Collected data
'''

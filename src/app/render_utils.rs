use eframe::egui::{Color32, Painter, Pos2, Rect, Stroke, Vec2, pos2};
use facet_sphere::{FacetKey, Position3D};
use facet_sphere::util::split_values;

use super::{Camera, ScreenPoint};

/// Distance from the orbit centre to the eye at zoom 1.
pub(super) const CAMERA_DISTANCE: f32 = 48.0;
const NEAR_PLANE: f32 = 1.0;
/// World-space radius of a point at emphasis scale 1.
pub(super) const POINT_WORLD_RADIUS: f32 = 0.32;

const SHAPE_PALETTE: [Color32; 7] = [
    Color32::from_rgb(236, 112, 99),
    Color32::from_rgb(245, 176, 65),
    Color32::from_rgb(88, 214, 141),
    Color32::from_rgb(93, 173, 226),
    Color32::from_rgb(175, 122, 197),
    Color32::from_rgb(72, 201, 176),
    Color32::from_rgb(240, 128, 180),
];
const UNKNOWN_SHAPE: Color32 = Color32::from_rgb(150, 160, 170);

pub(super) fn blend_color(base: Color32, overlay: Color32, amount: f32) -> Color32 {
    let amount = amount.clamp(0.0, 1.0);
    let inverse = 1.0 - amount;

    Color32::from_rgba_unmultiplied(
        ((base.r() as f32 * inverse) + (overlay.r() as f32 * amount)) as u8,
        ((base.g() as f32 * inverse) + (overlay.g() as f32 * amount)) as u8,
        ((base.b() as f32 * inverse) + (overlay.b() as f32 * amount)) as u8,
        ((base.a() as f32 * inverse) + (overlay.a() as f32 * amount)) as u8,
    )
}

pub(super) fn with_opacity(color: Color32, opacity: f32) -> Color32 {
    let opacity = opacity.clamp(0.0, 1.0);
    Color32::from_rgba_unmultiplied(
        color.r(),
        color.g(),
        color.b(),
        (color.a() as f32 * opacity) as u8,
    )
}

pub(super) fn depth_fade(color: Color32, depth: f32) -> Color32 {
    let far = CAMERA_DISTANCE * 1.6;
    let t = ((depth - NEAR_PLANE) / far).clamp(0.0, 1.0);
    blend_color(color, BACKGROUND, t * 0.55)
}

pub(super) const BACKGROUND: Color32 = Color32::from_rgb(19, 23, 29);

pub(super) fn draw_background(painter: &Painter, rect: Rect) {
    painter.rect_filled(rect, 0.0, BACKGROUND);

    let center = rect.center();
    let step = rect.width().min(rect.height()) * 0.12;
    if step < 4.0 {
        return;
    }
    for ring in 1..=4 {
        painter.circle_stroke(
            center,
            step * ring as f32,
            Stroke::new(1.0, Color32::from_rgba_unmultiplied(60, 70, 80, 40)),
        );
    }
}

fn rotate(camera: Camera, point: Position3D) -> (f32, f32, f32) {
    let (x, y, z) = (point.x as f32, point.y as f32, point.z as f32);

    let (sin_yaw, cos_yaw) = camera.yaw.sin_cos();
    let x1 = x * cos_yaw + z * sin_yaw;
    let z1 = -x * sin_yaw + z * cos_yaw;

    let (sin_pitch, cos_pitch) = camera.pitch.sin_cos();
    let y2 = y * cos_pitch - z1 * sin_pitch;
    let z2 = y * sin_pitch + z1 * cos_pitch;

    (x1, y2, z2)
}

fn focal_length(rect: Rect, camera: Camera) -> f32 {
    rect.width().min(rect.height()) * 0.9 * camera.zoom
}

/// Perspective projection onto `rect`; `None` behind the near plane.
pub(super) fn project(
    rect: Rect,
    camera: Camera,
    point: Position3D,
    scale: f32,
) -> Option<ScreenPoint> {
    let (x, y, z) = rotate(camera, point);
    let depth = CAMERA_DISTANCE - z;
    if depth <= NEAR_PLANE {
        return None;
    }

    let perspective = focal_length(rect, camera) / depth;
    Some(ScreenPoint {
        position: rect.center() + Vec2::new(x * perspective, -y * perspective),
        radius: (POINT_WORLD_RADIUS * scale * perspective).clamp(1.5, 40.0),
        depth,
    })
}

/// Screen radius of a sphere of `radius` centred on the orbit origin.
pub(super) fn projected_radius(rect: Rect, camera: Camera, radius: f64) -> f32 {
    focal_length(rect, camera) * radius as f32 / CAMERA_DISTANCE
}

pub(super) fn circle_visible(rect: Rect, position: Pos2, radius: f32) -> bool {
    !(position.x + radius < rect.left()
        || position.x - radius > rect.right()
        || position.y + radius < rect.top()
        || position.y - radius > rect.bottom())
}

pub(super) fn shape_color(shape: Option<&str>) -> Color32 {
    let Some(first) = shape.and_then(|raw| split_values(raw).next()) else {
        return UNKNOWN_SHAPE;
    };

    FacetKey::Shape
        .vocabulary()
        .iter()
        .position(|value| *value == first)
        .map(|index| SHAPE_PALETTE[index % SHAPE_PALETTE.len()])
        .unwrap_or(UNKNOWN_SHAPE)
}

pub(super) fn legend_entries() -> impl Iterator<Item = (&'static str, Color32)> {
    FacetKey::Shape
        .vocabulary()
        .iter()
        .enumerate()
        .map(|(index, value)| (*value, SHAPE_PALETTE[index % SHAPE_PALETTE.len()]))
}

pub(super) fn label_anchor(point: ScreenPoint) -> Pos2 {
    pos2(point.position.x + point.radius + 4.0, point.position.y)
}

#[cfg(test)]
mod tests {
    use super::*;

    fn rect() -> Rect {
        Rect::from_min_size(Pos2::ZERO, Vec2::new(800.0, 600.0))
    }

    #[test]
    fn origin_projects_to_center() {
        let projected =
            project(rect(), Camera::default(), Position3D::ORIGIN, 1.0).expect("in front");
        assert!((projected.position - rect().center()).length() < 1e-3);
        assert!((projected.depth - CAMERA_DISTANCE).abs() < 1e-3);
    }

    #[test]
    fn points_behind_the_eye_are_culled() {
        let camera = Camera {
            yaw: 0.0,
            pitch: 0.0,
            zoom: 1.0,
        };
        let behind = Position3D::new(0.0, 0.0, f64::from(CAMERA_DISTANCE) + 5.0);
        assert!(project(rect(), camera, behind, 1.0).is_none());
    }

    #[test]
    fn nearer_points_draw_larger() {
        let camera = Camera {
            yaw: 0.0,
            pitch: 0.0,
            zoom: 1.0,
        };
        let near = project(rect(), camera, Position3D::new(0.0, 0.0, 10.0), 1.0).expect("near");
        let far = project(rect(), camera, Position3D::new(0.0, 0.0, -10.0), 1.0).expect("far");
        assert!(near.radius > far.radius);
        assert!(near.depth < far.depth);
    }

    #[test]
    fn shape_color_uses_first_listed_shape() {
        assert_eq!(shape_color(Some("사각형, 원형")), shape_color(Some("사각형")));
        assert_ne!(shape_color(Some("원형")), shape_color(Some("사각형")));
        assert_eq!(shape_color(None), UNKNOWN_SHAPE);
        assert_eq!(shape_color(Some("별형")), UNKNOWN_SHAPE);
    }
}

'''

WORK REQUIRED => All the records above need to be restated exactly, line by line.

RESULT =>
filename src/app/render_utils.rs
use eframe::egui::{Color32, Painter, Pos2, Rect, Stroke, Vec2, pos2};
use facet_sphere::{FacetKey, Position3D};
use facet_sphere::util::split_values;

use super::{Camera, ScreenPoint};

/// Distance from the orbit centre to the eye at zoom 1.
pub(super) const CAMERA_DISTANCE: f32 = 48.0;
const NEAR_PLANE: f32 = 1.0;
/// World-space radius of a point at emphasis scale 1.
pub(super) const POINT_WORLD_RADIUS: f32 = 0.32;

const SHAPE_PALETTE: [Color32; 7] = [
    Color32::from_rgb(236, 112, 99),
    Color32::from_rgb(245, 176, 65),
    Color32::from_rgb(88, 214, 141),
    Color32::from_rgb(93, 173, 226),
    Color32::from_rgb(175, 122, 197),
    Color32::from_rgb(72, 201, 176),
    Color32::from_rgb(240, 128, 180),
];
const UNKNOWN_SHAPE: Color32 = Color32::from_rgb(150, 160, 170);

pub(super) fn blend_color(base: Color32, overlay: Color32, amount: f32) -> Color32 {
    let amount = amount.clamp(0.0, 1.0);
    let inverse = 1.0 - amount;

    Color32::from_rgba_unmultiplied(
        ((base.r() as f32 * inverse) + (overlay.r() as f32 * amount)) as u8,
        ((base.g() as f32 * inverse) + (overlay.g() as f32 * amount)) as u8,
        ((base.b() as f32 * inverse) + (overlay.b() as f32 * amount)) as u8,
        ((base.a() as f32 * inverse) + (overlay.a() as f32 * amount)) as u8,
    )
}

pub(super) fn with_opacity(color: Color32, opacity: f32) -> Color32 {
    let opacity = opacity.clamp(0.0, 1.0);
    Color32::from_rgba_unmultiplied(
        color.r(),
        color.g(),
        color.b(),
        (color.a() as f32 * opacity) as u8,
    )
}

pub(super) fn depth_fade(color: Color32, depth: f32) -> Color32 {
    let far = CAMERA_DISTANCE * 1.6;
    let t = ((depth - NEAR_PLANE) / far).clamp(0.0, 1.0);
    blend_color(color, BACKGROUND, t * 0.55)
}

pub(super) const BACKGROUND: Color32 = Color32::from_rgb(19, 23, 29);

pub(super) fn draw_background(painter: &Painter, rect: Rect) {
    painter.rect_filled(rect, 0.0, BACKGROUND);

    let center = rect.center();
    let step = rect.width().min(rect.height()) * 0.12;
    if step < 4.0 {
        return;
    }
    for ring in 1..=4 {
        painter.circle_stroke(
            center,
            step * ring as f32,
            Stroke::new(1.0, Color32::from_rgba_unmultiplied(60, 70, 80, 40)),
        );
    }
}

fn rotate(camera: Camera, point: Position3D) -> (f32, f32, f32) {
    let (x, y, z) = (point.x as f32, point.y as f32, point.z as f32);

    let (sin_yaw, cos_yaw) = camera.yaw.sin_cos();
    let x1 = x * cos_yaw + z * sin_yaw;
    let z1 = -x * sin_yaw + z * cos_yaw;

    let (sin_pitch, cos_pitch) = camera.pitch.sin_cos();
    let y2 = y * cos_pitch - z1 * sin_pitch;
    let z2 = y * sin_pitch + z1 * cos_pitch;

    (x1, y2, z2)
}

fn focal_length(rect: Rect, camera: Camera) -> f32 {
    rect.width().min(rect.height()) * 0.9 * camera.zoom
}

/// Perspective projection onto `rect`; `None` behind the near plane.
pub(super) fn project(
    rect: Rect,
    camera: Camera,
    point: Position3D,
    scale: f32,
) -> Option<ScreenPoint> {
    let (x, y, z) = rotate(camera, point);
    let depth = CAMERA_DISTANCE - z;
    if depth <= NEAR_PLANE {
        return None;
    }

    let perspective = focal_length(rect, camera) / depth;
    Some(ScreenPoint {
        position: rect.center() + Vec2::new(x * perspective, -y * perspective),
        radius: (POINT_WORLD_RADIUS * scale * perspective).clamp(1.5, 40.0),
        depth,
    })
}

/// Screen radius of a sphere of `radius` centred on the orbit origin.
pub(super) fn projected_radius(rect: Rect, camera: Camera, radius: f64) -> f32 {
    focal_length(rect, camera) * radius as f32 / CAMERA_DISTANCE
}

pub(super) fn circle_visible(rect: Rect, position: Pos2, radius: f32) -> bool {
    !(position.x + radius < rect.left()
        || position.x - radius > rect.right()
        || position.y + radius < rect.top()
        || position.y - radius > rect.bottom())
}

pub(super) fn shape_color(shape: Option<&str>) -> Color32 {
    let Some(first) = shape.and_then(|raw| split_values(raw).next()) else {
        return UNKNOWN_SHAPE;
    };

    FacetKey::Shape
        .vocabulary()
        .iter()
        .position(|value| *value == first)
        .map(|index| SHAPE_PALETTE[index % SHAPE_PALETTE.len()])
        .unwrap_or(UNKNOWN_SHAPE)
}

pub(super) fn legend_entries() -> impl Iterator<Item = (&'static str, Color32)> {
    FacetKey::Shape
        .vocabulary()
        .iter()
        .enumerate()
        .map(|(index, value)| (*value, SHAPE_PALETTE[index % SHAPE_PALETTE.len()]))
}

pub(super) fn label_anchor(point: ScreenPoint) -> Pos2 {
    pos2(point.position.x + point.radius + 4.0, point.position.y)
}

#[cfg(test)]
mod tests {
    use super::*;

    fn rect() -> Rect {
        Rect::from_min_size(Pos2::ZERO, Vec2::new(800.0, 600.0))
    }

    #[test]
    fn origin_projects_to_center() {
        let projected =
            project(rect(), Camera::default(), Position3D::ORIGIN, 1.0).expect("in front");
        assert!((projected.position - rect().center()).length() < 1e-3);
        assert!((projected.depth - CAMERA_DISTANCE).abs() < 1e-3);
    }

    #[test]
    fn points_behind_the_eye_are_culled() {
        let camera = Camera {
            yaw: 0.0,
            pitch: 0.0,
            zoom: 1.0,
        };
        let behind = Position3D::new(0.0, 0.0, f64::from(CAMERA_DISTANCE) + 5.0);
        assert!(project(rect(), camera, behind, 1.0).is_none());
    }

    #[test]
    fn nearer_points_draw_larger() {
        let camera = Camera {
            yaw: 0.0,
            pitch: 0.0,
            zoom: 1.0,
        };
        let near = project(rect(), camera, Position3D::new(0.0, 0.0, 10.0), 1.0).expect("near");
        let far = project(rect(), camera, Position3D::new(0.0, 0.0, -10.0), 1.0).expect("far");
        assert!(near.radius > far.radius);
        assert!(near.depth < far.depth);
    }

    #[test]
    fn shape_color_uses_first_listed_shape() {
        assert_eq!(shape_color(Some("사각형, 원형")), shape_color(Some("사각형")));
        assert_ne!(shape_color(Some("원형")), shape_color(Some("사각형")));
        assert_eq!(shape_color(None), UNKNOWN_SHAPE);
        assert_eq!(shape_color(Some("별형")), UNKNOWN_SHAPE);
    }
}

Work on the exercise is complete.